+++ DATA FOR REVIEW
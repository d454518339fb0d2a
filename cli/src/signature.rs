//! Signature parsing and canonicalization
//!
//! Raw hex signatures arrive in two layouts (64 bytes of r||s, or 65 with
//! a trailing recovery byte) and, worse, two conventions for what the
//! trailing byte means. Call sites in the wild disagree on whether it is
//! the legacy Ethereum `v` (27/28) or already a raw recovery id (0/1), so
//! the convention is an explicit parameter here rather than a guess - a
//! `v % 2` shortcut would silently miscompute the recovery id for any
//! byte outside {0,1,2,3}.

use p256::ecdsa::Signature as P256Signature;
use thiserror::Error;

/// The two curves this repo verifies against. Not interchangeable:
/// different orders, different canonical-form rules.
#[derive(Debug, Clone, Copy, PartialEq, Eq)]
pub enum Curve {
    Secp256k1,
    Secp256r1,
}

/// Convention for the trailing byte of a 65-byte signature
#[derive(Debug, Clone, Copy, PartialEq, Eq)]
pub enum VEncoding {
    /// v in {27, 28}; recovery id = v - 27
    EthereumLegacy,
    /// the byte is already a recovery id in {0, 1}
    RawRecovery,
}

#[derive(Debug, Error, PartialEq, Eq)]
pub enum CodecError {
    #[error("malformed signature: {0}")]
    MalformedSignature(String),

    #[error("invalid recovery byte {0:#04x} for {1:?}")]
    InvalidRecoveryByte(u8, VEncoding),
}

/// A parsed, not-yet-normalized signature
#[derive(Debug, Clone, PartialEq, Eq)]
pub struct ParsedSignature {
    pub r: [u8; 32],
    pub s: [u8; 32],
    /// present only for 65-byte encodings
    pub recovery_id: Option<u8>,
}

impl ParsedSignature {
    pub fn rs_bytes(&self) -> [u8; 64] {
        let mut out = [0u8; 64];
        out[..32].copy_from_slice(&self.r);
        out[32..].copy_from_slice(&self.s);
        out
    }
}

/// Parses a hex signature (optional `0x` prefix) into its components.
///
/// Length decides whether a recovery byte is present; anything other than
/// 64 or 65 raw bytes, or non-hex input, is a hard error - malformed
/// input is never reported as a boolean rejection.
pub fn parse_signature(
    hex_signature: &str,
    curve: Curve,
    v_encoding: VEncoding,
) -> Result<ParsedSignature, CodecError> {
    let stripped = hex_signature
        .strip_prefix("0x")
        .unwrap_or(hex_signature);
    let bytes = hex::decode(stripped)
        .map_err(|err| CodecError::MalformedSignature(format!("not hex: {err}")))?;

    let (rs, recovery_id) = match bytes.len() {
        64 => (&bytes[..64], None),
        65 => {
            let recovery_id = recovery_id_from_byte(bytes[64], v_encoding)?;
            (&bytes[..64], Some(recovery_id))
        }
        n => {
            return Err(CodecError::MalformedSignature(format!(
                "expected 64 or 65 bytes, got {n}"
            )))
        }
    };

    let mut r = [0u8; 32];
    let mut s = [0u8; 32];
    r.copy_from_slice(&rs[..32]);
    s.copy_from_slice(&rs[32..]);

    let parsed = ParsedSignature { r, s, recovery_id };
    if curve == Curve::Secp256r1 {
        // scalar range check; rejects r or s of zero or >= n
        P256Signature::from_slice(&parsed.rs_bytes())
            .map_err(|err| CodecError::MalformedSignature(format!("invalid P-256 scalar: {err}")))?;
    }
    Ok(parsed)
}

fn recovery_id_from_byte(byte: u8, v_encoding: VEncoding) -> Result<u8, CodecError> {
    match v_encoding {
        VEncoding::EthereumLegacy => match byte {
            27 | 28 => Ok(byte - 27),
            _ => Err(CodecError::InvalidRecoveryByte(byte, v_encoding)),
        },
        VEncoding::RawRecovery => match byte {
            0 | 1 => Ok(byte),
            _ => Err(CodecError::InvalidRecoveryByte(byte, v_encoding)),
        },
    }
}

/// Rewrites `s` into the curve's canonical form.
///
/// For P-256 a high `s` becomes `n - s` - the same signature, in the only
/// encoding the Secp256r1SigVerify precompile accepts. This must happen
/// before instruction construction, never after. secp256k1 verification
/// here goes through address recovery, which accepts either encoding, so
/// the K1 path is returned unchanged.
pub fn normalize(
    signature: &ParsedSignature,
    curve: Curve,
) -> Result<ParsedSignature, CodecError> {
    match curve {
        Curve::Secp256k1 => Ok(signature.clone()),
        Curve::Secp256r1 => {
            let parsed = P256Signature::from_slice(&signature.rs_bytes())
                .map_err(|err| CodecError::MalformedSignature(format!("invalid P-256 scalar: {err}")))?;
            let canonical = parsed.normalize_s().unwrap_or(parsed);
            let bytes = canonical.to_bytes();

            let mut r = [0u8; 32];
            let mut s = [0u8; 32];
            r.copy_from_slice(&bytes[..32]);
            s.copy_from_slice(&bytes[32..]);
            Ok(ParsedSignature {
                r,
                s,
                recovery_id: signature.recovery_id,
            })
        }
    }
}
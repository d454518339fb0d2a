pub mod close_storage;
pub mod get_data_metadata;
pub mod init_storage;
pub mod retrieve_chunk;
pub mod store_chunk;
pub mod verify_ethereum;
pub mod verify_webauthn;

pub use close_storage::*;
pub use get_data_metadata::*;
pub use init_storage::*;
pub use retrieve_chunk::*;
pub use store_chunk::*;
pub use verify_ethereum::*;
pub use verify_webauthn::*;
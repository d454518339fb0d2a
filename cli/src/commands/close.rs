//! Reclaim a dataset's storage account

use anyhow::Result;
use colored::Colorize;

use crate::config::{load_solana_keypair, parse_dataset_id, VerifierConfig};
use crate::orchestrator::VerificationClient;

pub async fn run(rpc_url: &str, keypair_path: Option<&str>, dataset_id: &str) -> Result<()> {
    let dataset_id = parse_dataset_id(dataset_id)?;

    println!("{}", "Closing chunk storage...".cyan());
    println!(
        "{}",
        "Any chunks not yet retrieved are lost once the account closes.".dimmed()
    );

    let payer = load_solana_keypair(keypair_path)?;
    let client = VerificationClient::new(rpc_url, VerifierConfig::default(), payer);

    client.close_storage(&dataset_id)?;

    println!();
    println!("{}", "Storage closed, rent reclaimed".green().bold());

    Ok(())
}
++++++
+++ DATA FOR REVIEW
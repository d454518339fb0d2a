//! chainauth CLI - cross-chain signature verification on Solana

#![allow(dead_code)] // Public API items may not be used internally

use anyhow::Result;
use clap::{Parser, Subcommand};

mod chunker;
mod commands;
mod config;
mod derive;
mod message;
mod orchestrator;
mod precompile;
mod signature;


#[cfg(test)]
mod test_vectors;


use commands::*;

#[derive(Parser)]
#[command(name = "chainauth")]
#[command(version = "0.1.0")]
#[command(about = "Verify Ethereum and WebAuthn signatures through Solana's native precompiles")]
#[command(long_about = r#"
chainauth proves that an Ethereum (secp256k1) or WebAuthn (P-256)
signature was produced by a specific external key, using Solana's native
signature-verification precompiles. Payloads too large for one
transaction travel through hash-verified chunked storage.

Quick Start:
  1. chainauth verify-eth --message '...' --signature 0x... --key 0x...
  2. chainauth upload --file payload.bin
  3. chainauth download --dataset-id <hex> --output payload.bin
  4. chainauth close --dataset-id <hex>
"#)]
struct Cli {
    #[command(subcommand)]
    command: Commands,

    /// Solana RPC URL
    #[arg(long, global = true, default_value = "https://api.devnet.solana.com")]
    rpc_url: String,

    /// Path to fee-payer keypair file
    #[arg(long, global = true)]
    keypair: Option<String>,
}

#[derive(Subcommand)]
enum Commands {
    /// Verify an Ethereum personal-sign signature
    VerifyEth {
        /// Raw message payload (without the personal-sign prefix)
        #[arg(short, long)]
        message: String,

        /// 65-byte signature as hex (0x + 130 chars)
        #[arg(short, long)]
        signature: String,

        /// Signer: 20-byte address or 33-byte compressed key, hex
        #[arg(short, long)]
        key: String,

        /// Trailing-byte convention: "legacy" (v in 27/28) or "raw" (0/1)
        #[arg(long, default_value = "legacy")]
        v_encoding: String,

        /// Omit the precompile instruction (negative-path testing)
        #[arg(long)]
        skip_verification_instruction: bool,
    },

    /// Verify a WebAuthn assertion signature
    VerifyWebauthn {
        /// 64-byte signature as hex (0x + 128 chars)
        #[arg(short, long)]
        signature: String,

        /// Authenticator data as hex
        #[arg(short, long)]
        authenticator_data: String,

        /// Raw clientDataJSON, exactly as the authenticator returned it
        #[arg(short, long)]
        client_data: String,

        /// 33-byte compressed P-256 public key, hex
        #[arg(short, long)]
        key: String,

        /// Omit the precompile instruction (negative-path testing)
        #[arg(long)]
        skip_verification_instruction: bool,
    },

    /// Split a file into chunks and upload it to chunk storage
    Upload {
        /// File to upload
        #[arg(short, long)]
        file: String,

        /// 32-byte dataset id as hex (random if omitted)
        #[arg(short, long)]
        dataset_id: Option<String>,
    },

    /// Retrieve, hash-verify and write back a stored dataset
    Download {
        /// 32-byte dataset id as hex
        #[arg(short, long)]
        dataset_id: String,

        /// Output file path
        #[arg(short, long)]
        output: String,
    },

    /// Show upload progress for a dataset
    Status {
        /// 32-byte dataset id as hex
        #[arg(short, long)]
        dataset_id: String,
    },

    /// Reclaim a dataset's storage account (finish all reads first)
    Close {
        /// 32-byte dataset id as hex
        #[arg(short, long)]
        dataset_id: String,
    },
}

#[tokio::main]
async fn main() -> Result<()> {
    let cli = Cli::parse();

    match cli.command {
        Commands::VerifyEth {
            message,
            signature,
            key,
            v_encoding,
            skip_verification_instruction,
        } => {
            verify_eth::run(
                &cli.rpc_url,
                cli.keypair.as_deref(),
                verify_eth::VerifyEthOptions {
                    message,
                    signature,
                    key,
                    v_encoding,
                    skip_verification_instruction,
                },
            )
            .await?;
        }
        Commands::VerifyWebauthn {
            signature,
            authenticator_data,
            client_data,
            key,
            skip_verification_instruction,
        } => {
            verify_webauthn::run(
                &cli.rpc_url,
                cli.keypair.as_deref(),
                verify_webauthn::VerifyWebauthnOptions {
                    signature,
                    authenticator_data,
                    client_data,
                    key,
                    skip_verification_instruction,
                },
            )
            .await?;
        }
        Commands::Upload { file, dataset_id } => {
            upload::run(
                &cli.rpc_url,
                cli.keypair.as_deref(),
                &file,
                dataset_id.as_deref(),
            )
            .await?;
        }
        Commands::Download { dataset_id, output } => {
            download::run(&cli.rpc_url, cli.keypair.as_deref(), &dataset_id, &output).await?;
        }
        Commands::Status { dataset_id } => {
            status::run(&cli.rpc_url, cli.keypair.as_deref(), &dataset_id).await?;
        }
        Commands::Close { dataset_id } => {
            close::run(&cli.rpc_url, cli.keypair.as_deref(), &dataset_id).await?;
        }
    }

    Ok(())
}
++++++
*WHAT TO PRODUCE*.
The expected output is exactly the lines of the listing above between the line holding "#[cfg(test)]" and the line holding "signature-verification precompiles. Payloads", inclusive.

*RESULT*.
#[cfg(test)]
mod test_vectors;


use commands::*;

#[derive(Parser)]
#[command(name = "chainauth")]
#[command(version = "0.1.0")]
#[command(about = "Verify Ethereum and WebAuthn signatures through Solana's native precompiles")]
#[command(long_about = r#"
chainauth proves that an Ethereum (secp256k1) or WebAuthn (P-256)
signature was produced by a specific external key, using Solana's native
signature-verification precompiles. Payloads too large for one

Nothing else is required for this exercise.